A forma mais normal e não patológica da violência é a recreativa, exercida com o fito de mostrar perícia, desmotivada de ódio ou destrutividade, sem intenção de destruir. Os jogos guerreiros de tribos primitivas, a esgrima dos zens, as brigas de galo, o vale-tudo, a tourada, a farra do boi são alguns exemplos. A morte, se ocorrida, é circunstancial embora não possa ser descartado um pendor inconsciente à agressão por trás da lógica do esporte, seja direta ou através de animais. A violência reativa posta à defesa da vida, da liberdade, da dignidade e da propriedade – de si ou de outrem –, advém do medo da perda, que pode ser real ou imaginário, consciente ou inconsciente. É violência a serviço a vida, não da morte. Que busca preservar, não destruir.

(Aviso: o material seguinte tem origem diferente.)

//! Connection bootstrap utilities for SQLite.
//!
//! # Responsibility
//! - Open file or in-memory SQLite connections.
//! - Configure connection pragmas and run migrations before handing the
//!   connection to repositories.
//!
//! # Invariants
//! - Returned connections have `foreign_keys=ON` and a busy timeout.
//! - Returned connections have migrations fully applied.

use super::migrations::apply_migrations;
use super::DbResult;
use log::{error, info};
use rusqlite::Connection;
use std::path::Path;
use std::time::{Duration, Instant};

const BUSY_TIMEOUT: Duration = Duration::from_secs(5);

/// Opens a SQLite database file and applies all pending migrations.
///
/// # Side effects
/// - Creates the file when it does not exist.
/// - Emits `db_open` logging events with duration and status.
pub fn open_db(path: impl AsRef<Path>) -> DbResult<Connection> {
    open_with("file", || Connection::open(path))
}

/// Opens an in-memory SQLite database and applies all pending migrations.
///
/// Each call yields an independent, empty catalog.
pub fn open_db_in_memory() -> DbResult<Connection> {
    open_with("memory", Connection::open_in_memory)
}

fn open_with(
    mode: &'static str,
    connect: impl FnOnce() -> rusqlite::Result<Connection>,
) -> DbResult<Connection> {
    let started_at = Instant::now();
    info!("event=db_open module=db status=start mode={mode}");

    let mut conn = match connect() {
        Ok(conn) => conn,
        Err(err) => {
            error!(
                "event=db_open module=db status=error mode={} duration_ms={} error_code=db_open_failed error={}",
                mode,
                started_at.elapsed().as_millis(),
                err
            );
            return Err(err.into());
        }
    };

    match bootstrap_connection(&mut conn) {
        Ok(()) => {
            info!(
                "event=db_open module=db status=ok mode={} duration_ms={}",
                mode,
                started_at.elapsed().as_millis()
            );
            Ok(conn)
        }
        Err(err) => {
            let failed_migration = err
                .failed_migration()
                .map_or_else(|| "none".to_string(), |version| version.to_string());
            error!(
                "event=db_open module=db status=error mode={} duration_ms={} error_code=db_bootstrap_failed failed_migration={} error={}",
                mode,
                started_at.elapsed().as_millis(),
                failed_migration,
                err
            );
            Err(err)
        }
    }
}

fn bootstrap_connection(conn: &mut Connection) -> DbResult<()> {
    conn.execute_batch("PRAGMA foreign_keys = ON;")?;
    conn.busy_timeout(BUSY_TIMEOUT)?;
    apply_migrations(conn)?;
    Ok(())
}
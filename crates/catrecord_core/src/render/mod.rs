//! Single-page document rendering.
//!
//! # Responsibility
//! - Define the `DocumentRenderer` capability consumed by the cat service.
//! - Ship a PDF implementation that writes ordered text lines onto one page.
//!
//! # Invariants
//! - Output buffers are owned by a single render call.
//! - I/O failures are surfaced as `RenderError`, never swallowed.

use std::error::Error;
use std::fmt::{Display, Formatter};

pub mod content;
pub mod pdf;

pub use pdf::{PageLayout, PdfRenderer, PDF_MEDIA_TYPE};

pub type RenderResult<T> = Result<T, RenderError>;

#[derive(Debug)]
pub enum RenderError {
    Io(std::io::Error),
}

impl Display for RenderError {
    fn fmt(&self, f: &mut Formatter<'_>) -> std::fmt::Result {
        match self {
            Self::Io(err) => write!(f, "document write failed: {err}"),
        }
    }
}

impl Error for RenderError {
    fn source(&self) -> Option<&(dyn Error + 'static)> {
        match self {
            Self::Io(err) => Some(err),
        }
    }
}

impl From<std::io::Error> for RenderError {
    fn from(value: std::io::Error) -> Self {
        Self::Io(value)
    }
}

/// Renders ordered text lines onto a single page and serializes the result.
pub trait DocumentRenderer {
    /// Lines are drawn top to bottom in slice order.
    fn render_lines(&self, lines: &[String]) -> RenderResult<Vec<u8>>;
}
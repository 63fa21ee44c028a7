//! Cat repository contract and SQLite implementation.
//!
//! # Responsibility
//! - Provide CRUD and field-based lookups over `cats` storage.
//! - Keep SQL details inside the persistence boundary.
//!
//! # Invariants
//! - `save` assigns an id on insert and never changes an existing id.
//! - Read paths reject invalid persisted rows instead of masking them.
//! - Absence is reported as `None` or an empty list, never as an error.
//! - List results are ordered by `id ASC`.

use crate::db::DbError;
use crate::model::cat::{Cat, CatId};
use log::debug;
use rusqlite::{params, Connection, Row};
use std::error::Error;
use std::fmt::{Display, Formatter};

const CAT_SELECT_SQL: &str = "SELECT
    id,
    name,
    age,
    identificator
FROM cats";

pub type RepoResult<T> = Result<T, RepoError>;

/// Repository error for cat persistence and query operations.
#[derive(Debug)]
pub enum RepoError {
    Db(DbError),
    InvalidData(String),
}

impl Display for RepoError {
    fn fmt(&self, f: &mut Formatter<'_>) -> std::fmt::Result {
        match self {
            Self::Db(err) => write!(f, "{err}"),
            Self::InvalidData(message) => write!(f, "invalid persisted cat data: {message}"),
        }
    }
}

impl Error for RepoError {
    fn source(&self) -> Option<&(dyn Error + 'static)> {
        match self {
            Self::Db(err) => Some(err),
            Self::InvalidData(_) => None,
        }
    }
}

impl From<DbError> for RepoError {
    fn from(value: DbError) -> Self {
        Self::Db(value)
    }
}

impl From<rusqlite::Error> for RepoError {
    fn from(value: rusqlite::Error) -> Self {
        Self::Db(DbError::Sqlite(value))
    }
}

/// Repository interface for cat records.
pub trait CatRepository {
    fn find_all(&self) -> RepoResult<Vec<Cat>>;
    fn find_by_id(&self, id: CatId) -> RepoResult<Option<Cat>>;
    /// Exact, case-sensitive name match.
    fn find_by_name(&self, name: &str) -> RepoResult<Vec<Cat>>;
    /// Case-insensitive substring match; an empty fragment matches every cat.
    fn find_by_name_containing_ignore_case(&self, fragment: &str) -> RepoResult<Vec<Cat>>;
    fn find_by_age(&self, age: i32) -> RepoResult<Vec<Cat>>;
    /// Inserts when `cat.id` is `None`, otherwise writes the row with that id.
    ///
    /// Returns the stored record carrying its id.
    fn save(&self, cat: &Cat) -> RepoResult<Cat>;
    /// Deletes every listed cat that has an id. Unsaved cats are ignored.
    fn delete_all(&self, cats: &[Cat]) -> RepoResult<()>;
}

/// SQLite-backed cat repository.
pub struct SqliteCatRepository<'conn> {
    conn: &'conn Connection,
}

impl<'conn> SqliteCatRepository<'conn> {
    pub fn new(conn: &'conn Connection) -> Self {
        Self { conn }
    }

    fn query_cats(&self, where_clause: &str, params: impl rusqlite::Params) -> RepoResult<Vec<Cat>> {
        let mut stmt = self
            .conn
            .prepare(&format!("{CAT_SELECT_SQL} {where_clause} ORDER BY id ASC;"))?;
        let mut rows = stmt.query(params)?;
        let mut cats = Vec::new();

        while let Some(row) = rows.next()? {
            cats.push(parse_cat_row(row)?);
        }

        Ok(cats)
    }
}

impl CatRepository for SqliteCatRepository<'_> {
    fn find_all(&self) -> RepoResult<Vec<Cat>> {
        self.query_cats("", [])
    }

    fn find_by_id(&self, id: CatId) -> RepoResult<Option<Cat>> {
        let mut stmt = self
            .conn
            .prepare(&format!("{CAT_SELECT_SQL} WHERE id = ?1;"))?;

        let mut rows = stmt.query([id])?;
        if let Some(row) = rows.next()? {
            return Ok(Some(parse_cat_row(row)?));
        }

        Ok(None)
    }

    fn find_by_name(&self, name: &str) -> RepoResult<Vec<Cat>> {
        self.query_cats("WHERE name = ?1", [name])
    }

    fn find_by_name_containing_ignore_case(&self, fragment: &str) -> RepoResult<Vec<Cat>> {
        // SQLite `lower()` only folds ASCII, so matching happens here.
        let needle = fragment.to_lowercase();
        let cats = self.find_all()?;
        Ok(cats
            .into_iter()
            .filter(|cat| cat.name.to_lowercase().contains(needle.as_str()))
            .collect())
    }

    fn find_by_age(&self, age: i32) -> RepoResult<Vec<Cat>> {
        self.query_cats("WHERE age = ?1", [age])
    }

    fn save(&self, cat: &Cat) -> RepoResult<Cat> {
        self.conn.execute(
            "INSERT INTO cats (id, name, age, identificator)
             VALUES (?1, ?2, ?3, ?4)
             ON CONFLICT(id) DO UPDATE SET
                name = excluded.name,
                age = excluded.age,
                identificator = excluded.identificator,
                updated_at = (strftime('%s', 'now') * 1000);",
            params![
                cat.id,
                cat.name.as_str(),
                cat.age,
                cat.identificator.as_deref(),
            ],
        )?;

        let id = cat.id.unwrap_or_else(|| self.conn.last_insert_rowid());
        debug!(
            "event=cat_save module=repo status=ok id={} inserted={}",
            id,
            cat.id.is_none()
        );

        Ok(Cat {
            id: Some(id),
            ..cat.clone()
        })
    }

    fn delete_all(&self, cats: &[Cat]) -> RepoResult<()> {
        let tx = self.conn.unchecked_transaction()?;
        let mut deleted = 0usize;
        for id in cats.iter().filter_map(|cat| cat.id) {
            deleted += tx.execute("DELETE FROM cats WHERE id = ?1;", [id])?;
        }
        tx.commit()?;

        debug!(
            "event=cat_delete module=repo status=ok requested={} deleted={}",
            cats.len(),
            deleted
        );
        Ok(())
    }
}

fn parse_cat_row(row: &Row<'_>) -> RepoResult<Cat> {
    let id: CatId = row.get("id")?;

    let raw_age: i64 = row.get("age")?;
    let age = i32::try_from(raw_age).map_err(|_| {
        RepoError::InvalidData(format!("age `{raw_age}` out of range in cats.age (id={id})"))
    })?;

    Ok(Cat {
        id: Some(id),
        name: row.get("name")?,
        age,
        identificator: row.get("identificator")?,
    })
}
//! Core use-case services.
//!
//! # Responsibility
//! - Orchestrate repository calls into use-case level APIs.
//! - Keep outer layers (CLI, web) decoupled from storage and rendering.

pub mod cat_service;
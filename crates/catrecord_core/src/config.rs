//! Process-level configuration for catalog hosts.
//!
//! # Responsibility
//! - Resolve database location and logging settings from the environment.
//! - Validate settings once, before any storage or logging is touched.
//!
//! # Invariants
//! - Logging is enabled only when a log directory is configured.
//! - A missing database path selects an in-memory catalog.

use crate::db::{open_db, open_db_in_memory, DbResult};
use crate::logging::{default_log_level, init_logging, LoggingConfig, LoggingError};
use rusqlite::Connection;
use std::error::Error;
use std::fmt::{Display, Formatter};
use std::path::PathBuf;

pub const ENV_DB_PATH: &str = "CATRECORD_DB_PATH";
pub const ENV_LOG_LEVEL: &str = "CATRECORD_LOG_LEVEL";
pub const ENV_LOG_DIR: &str = "CATRECORD_LOG_DIR";

#[derive(Debug)]
pub enum ConfigError {
    Logging(LoggingError),
}

impl Display for ConfigError {
    fn fmt(&self, f: &mut Formatter<'_>) -> std::fmt::Result {
        match self {
            Self::Logging(err) => write!(f, "invalid logging configuration: {err}"),
        }
    }
}

impl Error for ConfigError {
    fn source(&self) -> Option<&(dyn Error + 'static)> {
        match self {
            Self::Logging(err) => Some(err),
        }
    }
}

impl From<LoggingError> for ConfigError {
    fn from(value: LoggingError) -> Self {
        Self::Logging(value)
    }
}

/// Resolved host configuration.
#[derive(Debug, Clone, Default, PartialEq, Eq)]
pub struct CoreConfig {
    pub db_path: Option<PathBuf>,
    pub logging: Option<LoggingConfig>,
}

impl CoreConfig {
    /// Reads `CATRECORD_DB_PATH`, `CATRECORD_LOG_LEVEL` and `CATRECORD_LOG_DIR`.
    pub fn from_env() -> Result<Self, ConfigError> {
        Self::from_lookup(|key| std::env::var(key).ok())
    }

    /// Builds a config from an arbitrary key lookup; blank values count as unset.
    pub fn from_lookup(lookup: impl Fn(&str) -> Option<String>) -> Result<Self, ConfigError> {
        let read = |key: &str| lookup(key).filter(|value| !value.trim().is_empty());

        let db_path = read(ENV_DB_PATH).map(PathBuf::from);
        let logging = match read(ENV_LOG_DIR) {
            Some(dir) => {
                let level = read(ENV_LOG_LEVEL).unwrap_or_else(|| default_log_level().to_string());
                Some(LoggingConfig::new(&level, dir.trim())?)
            }
            None => None,
        };

        Ok(Self { db_path, logging })
    }

    /// Starts file logging when configured; a no-op otherwise.
    pub fn init_logging(&self) -> Result<(), ConfigError> {
        if let Some(logging) = &self.logging {
            init_logging(logging)?;
        }
        Ok(())
    }

    /// Opens the configured database, or an in-memory one when unset.
    pub fn open_db(&self) -> DbResult<Connection> {
        match &self.db_path {
            Some(path) => open_db(path),
            None => open_db_in_memory(),
        }
    }
}

#[cfg(test)]
mod tests {
    use super::{CoreConfig, ConfigError, ENV_DB_PATH, ENV_LOG_DIR, ENV_LOG_LEVEL};
    use std::collections::HashMap;
    use std::path::PathBuf;

    fn lookup(pairs: &[(&str, &str)]) -> impl Fn(&str) -> Option<String> {
        let map: HashMap<String, String> = pairs
            .iter()
            .map(|(key, value)| (key.to_string(), value.to_string()))
            .collect();
        move |key| map.get(key).cloned()
    }

    #[test]
    fn empty_environment_yields_defaults() {
        let config = CoreConfig::from_lookup(lookup(&[])).expect("defaults are valid");
        assert_eq!(config, CoreConfig::default());
    }

    #[test]
    fn log_dir_enables_logging_with_default_level() {
        let dir = std::env::temp_dir();
        let dir_text = dir.to_str().expect("temp dir should be valid UTF-8");
        let config = CoreConfig::from_lookup(lookup(&[(ENV_LOG_DIR, dir_text)]))
            .expect("valid config");
        let logging = config.logging.expect("logging should be enabled");
        assert_eq!(logging.level(), crate::logging::default_log_level());
        assert_eq!(logging.log_dir(), dir.as_path());
    }

    #[test]
    fn level_without_dir_is_ignored() {
        let config = CoreConfig::from_lookup(lookup(&[(ENV_LOG_LEVEL, "trace")]))
            .expect("valid config");
        assert!(config.logging.is_none());
    }

    #[test]
    fn invalid_level_is_rejected() {
        let dir = std::env::temp_dir();
        let dir_text = dir.to_str().expect("temp dir should be valid UTF-8");
        let err = CoreConfig::from_lookup(lookup(&[
            (ENV_LOG_DIR, dir_text),
            (ENV_LOG_LEVEL, "loud"),
        ]))
        .unwrap_err();
        assert!(matches!(err, ConfigError::Logging(_)));
    }

    #[test]
    fn db_path_is_read_and_blank_is_unset() {
        let config = CoreConfig::from_lookup(lookup(&[(ENV_DB_PATH, "/tmp/cats.db")]))
            .expect("valid config");
        assert_eq!(config.db_path, Some(PathBuf::from("/tmp/cats.db")));

        let blank = CoreConfig::from_lookup(lookup(&[(ENV_DB_PATH, "  ")])).expect("valid config");
        assert!(blank.db_path.is_none());
    }

    #[test]
    fn unset_db_path_opens_in_memory_catalog() {
        let conn = CoreConfig::default().open_db().expect("in-memory db should open");
        let count: i64 = conn
            .query_row("SELECT COUNT(*) FROM cats;", [], |row| row.get(0))
            .expect("cats table should exist");
        assert_eq!(count, 0);
    }
}
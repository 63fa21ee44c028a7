//! PDF content stream builder.
//!
//! Only the text operators needed for plain line output are provided:
//! - BT/ET: begin/end text object
//! - Tf: set font and size
//! - Td: move text position
//! - Tj: show text string

/// Content stream builder.
#[derive(Debug, Default)]
pub struct ContentStream {
    data: Vec<u8>,
}

impl ContentStream {
    pub fn new() -> Self {
        Self::default()
    }

    pub fn as_bytes(&self) -> &[u8] {
        &self.data
    }

    /// Begin a text object (BT)
    pub fn begin_text(&mut self) -> &mut Self {
        self.write_line("BT");
        self
    }

    /// End a text object (ET)
    pub fn end_text(&mut self) -> &mut Self {
        self.write_line("ET");
        self
    }

    /// Set the font resource and size (Tf)
    pub fn set_font(&mut self, resource_name: &str, size: f64) -> &mut Self {
        self.write_line(&format!("/{} {} Tf", resource_name, fmt_num(size)));
        self
    }

    /// Move the text position relative to the current line start (Td)
    pub fn move_text(&mut self, tx: f64, ty: f64) -> &mut Self {
        self.write_line(&format!("{} {} Td", fmt_num(tx), fmt_num(ty)));
        self
    }

    /// Show a text string (Tj)
    pub fn show_text(&mut self, text: &str) -> &mut Self {
        self.data.extend_from_slice(&encode_literal(text));
        self.write_line(" Tj");
        self
    }

    fn write_line(&mut self, line: &str) {
        self.data.extend_from_slice(line.as_bytes());
        self.data.push(b'\n');
    }
}

/// Encodes `text` as a PDF literal string in WinAnsi encoding.
///
/// Characters outside Latin-1 are replaced with `?`; the standard Type1
/// fonts have no glyphs for them.
pub fn encode_literal(text: &str) -> Vec<u8> {
    let mut out = Vec::with_capacity(text.len() + 2);
    out.push(b'(');
    for ch in text.chars() {
        let code = u32::from(ch);
        match ch {
            '(' | ')' | '\\' => {
                out.push(b'\\');
                out.push(code as u8);
            }
            '\n' => out.extend_from_slice(b"\\n"),
            '\r' => out.extend_from_slice(b"\\r"),
            '\t' => out.extend_from_slice(b"\\t"),
            ' '..='~' => out.push(code as u8),
            '\u{a0}'..='\u{ff}' => out.extend_from_slice(format!("\\{code:03o}").as_bytes()),
            _ => out.push(b'?'),
        }
    }
    out.push(b')');
    out
}

fn fmt_num(n: f64) -> String {
    if n.fract() == 0.0 {
        format!("{n:.0}")
    } else {
        let s = format!("{n:.4}");
        s.trim_end_matches('0').trim_end_matches('.').to_string()
    }
}
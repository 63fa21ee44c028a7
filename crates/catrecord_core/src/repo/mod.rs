//! Repository layer abstractions and persistence implementations.
//!
//! # Responsibility
//! - Define the data access contract the cat service depends on.
//! - Isolate SQLite query details from service orchestration.
//!
//! # Invariants
//! - Repository APIs return `InvalidData` for malformed rows in addition to
//!   DB transport errors; missing rows are `None`/empty, not errors.
//! - Business rules (empty names, negative ids) are not enforced here.

pub mod cat_repo;
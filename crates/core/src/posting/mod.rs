//! Posting engine.
//!
//! Converts a validated entry into immutable ledger lines and packages
//! everything the store must write in one atomic commit.

pub mod locks;

use chrono::{DateTime, Utc};
use serde::{Deserialize, Serialize};
use tally_shared::types::{AccountId, LedgerLineId};

use crate::ledger::{JournalEntry, LedgerError, LedgerLine, Side};

pub use locks::{AccountLocks, PostingGuard};

/// Everything written when a draft is posted.
///
/// The store appends `lines` and replaces the stored entry with `entry`
/// in a single transaction, provided the stored draft still carries
/// `draft_updated_at`.
#[derive(Debug, Clone, PartialEq, Eq, Serialize, Deserialize)]
pub struct PostingCommit {
    /// The entry in its Posted state.
    pub entry: JournalEntry,
    /// Ledger lines, one per entry line.
    pub lines: Vec<LedgerLine>,
    /// `updated_at` of the draft the lines were prepared from.
    pub draft_updated_at: DateTime<Utc>,
}

/// Everything written when a posted entry is reversed.
///
/// The store inserts `reversal`, appends `lines` for it, and replaces the
/// stored original with `original` in a single transaction.
#[derive(Debug, Clone, PartialEq, Eq, Serialize, Deserialize)]
pub struct ReversalCommit {
    /// The original entry in its Reversed state.
    pub original: JournalEntry,
    /// The new posted reversal entry.
    pub reversal: JournalEntry,
    /// Ledger lines of the reversal entry.
    pub lines: Vec<LedgerLine>,
}

/// Stateless converter from entries to ledger lines.
pub struct PostingEngine;

impl PostingEngine {
    /// Build ledger lines for a posted entry.
    ///
    /// Each line keeps its actual side; `normal_side` is looked up per
    /// account so the signed effect can be derived later.
    ///
    /// # Errors
    ///
    /// Returns `UnknownAccount` if an account's normal side cannot be resolved.
    pub fn prepare_lines<N>(
        entry: &JournalEntry,
        posted_at: DateTime<Utc>,
        normal_side: N,
    ) -> Result<Vec<LedgerLine>, LedgerError>
    where
        N: Fn(AccountId) -> Option<Side>,
    {
        entry
            .lines
            .iter()
            .map(|line| {
                let normal = normal_side(line.account_id)
                    .ok_or(LedgerError::UnknownAccount(line.account_id))?;
                Ok(LedgerLine {
                    id: LedgerLineId::new(),
                    entry_id: entry.id,
                    line_no: line.line_no,
                    account_id: line.account_id,
                    side: line.side,
                    amount: line.amount,
                    normal_side: normal,
                    entry_date: entry.entry_date,
                    posted_at,
                    description: line.description.clone(),
                })
            })
            .collect()
    }
}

Não vem de paixões irracionais, ainda que tenha sido manipulada por líderes políticos e religiosos, os quais persuadem seus adeptos à adoção de hostilidades e ofensas reativas contra pretensos inimigos. Há exceções, é claro. Tal persuasão é afirmada pela ausência de pensamento independente e pela dependência emocional. Situa-se aqui a paranóia de perseguição em que alguém sentindo-se em perigo reage agressivamente. A violência reativa é, não raro, fruto de frustração a um desejo, necessidade, inveja ou ciúme, cuja versão clássica retrata a morte de Abel e a venda de José pelos irmãos. Embora reativa, a violência vingativa não tem função de defesa e tramita no irracional: desfazer magnificamente o que já foi feito realisticamente.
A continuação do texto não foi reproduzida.